Saved entries
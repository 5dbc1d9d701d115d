// Copyright lowRISC contributors.
// Licensed under the Apache License, Version 2.0, see LICENSE for details.
// SPDX-License-Identifier: Apache-2.0

//! Commands for looking at individual bits and bytes.

use binio::bits;
use binio::bits::BitOrder;
use binio::bits::BITS_PER_BYTE;
use binio::io::PrimitiveKind;
use binio::swap::swap_if;

use crate::util::ToJson as _;

/// Commands operating on a single value.
#[derive(structopt::StructOpt)]
pub enum Bits {
    /// Splits a byte into its bits, along with the mask for each one.
    Bits {
        /// The bit order to index with: `msb` or `lsb`.
        #[structopt(long, default_value = "msb")]
        order: BitOrder,

        /// Whether to pretty-print the resulting JSON.
        #[structopt(long)]
        pretty: bool,

        /// The byte to split, in decimal or `0x`-prefixed hex.
        #[structopt(parse(try_from_str = parse_byte))]
        byte: u8,
    },

    /// Reverses the byte order of a value.
    Swap {
        /// The type of the value, such as `u32` or `f64`.
        #[structopt(long, short = "k")]
        kind: PrimitiveKind,

        /// The value to swap.
        value: String,
    },
}

fn parse_byte(s: &str) -> Result<u8, std::num::ParseIntError> {
    match s.strip_prefix("0x") {
        Some(hex) => u8::from_str_radix(hex, 16),
        None => s.parse(),
    }
}

/// The result of `bits`.
#[derive(serde::Serialize)]
struct Split {
    byte: u8,
    order: BitOrder,
    bits: [bool; BITS_PER_BYTE],
    masks: Vec<u8>,
}

impl Bits {
    pub fn run(self) {
        match self {
            Self::Bits {
                order,
                pretty,
                byte,
            } => {
                let masks = (0..BITS_PER_BYTE)
                    .map(|i| {
                        check!(bits::bit_mask(i, order), "bad bit index {}", i)
                    })
                    .collect();
                let split = Split {
                    byte,
                    order,
                    bits: bits::get_bits(byte, order),
                    masks,
                };
                crate::util::write_json(std::io::stdout(), &split, pretty);
            }

            Self::Swap { kind, value } => kind_match!(kind, |T: type| {
                let val = check!(
                    value.parse::<T>(),
                    "failed to parse {:?} as {}",
                    value,
                    kind
                );
                let swapped = swap_if(val, true);
                crate::util::write_json(
                    std::io::stdout(),
                    &swapped.to_json(),
                    false,
                );
            }),
        }
    }
}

# [Task brief]
Those lines above that contain the string "binio" should be returned.

# [Output below]
use binio::bits;
use binio::bits::BitOrder;
use binio::bits::BITS_PER_BYTE;
use binio::io::PrimitiveKind;
use binio::swap::swap_if;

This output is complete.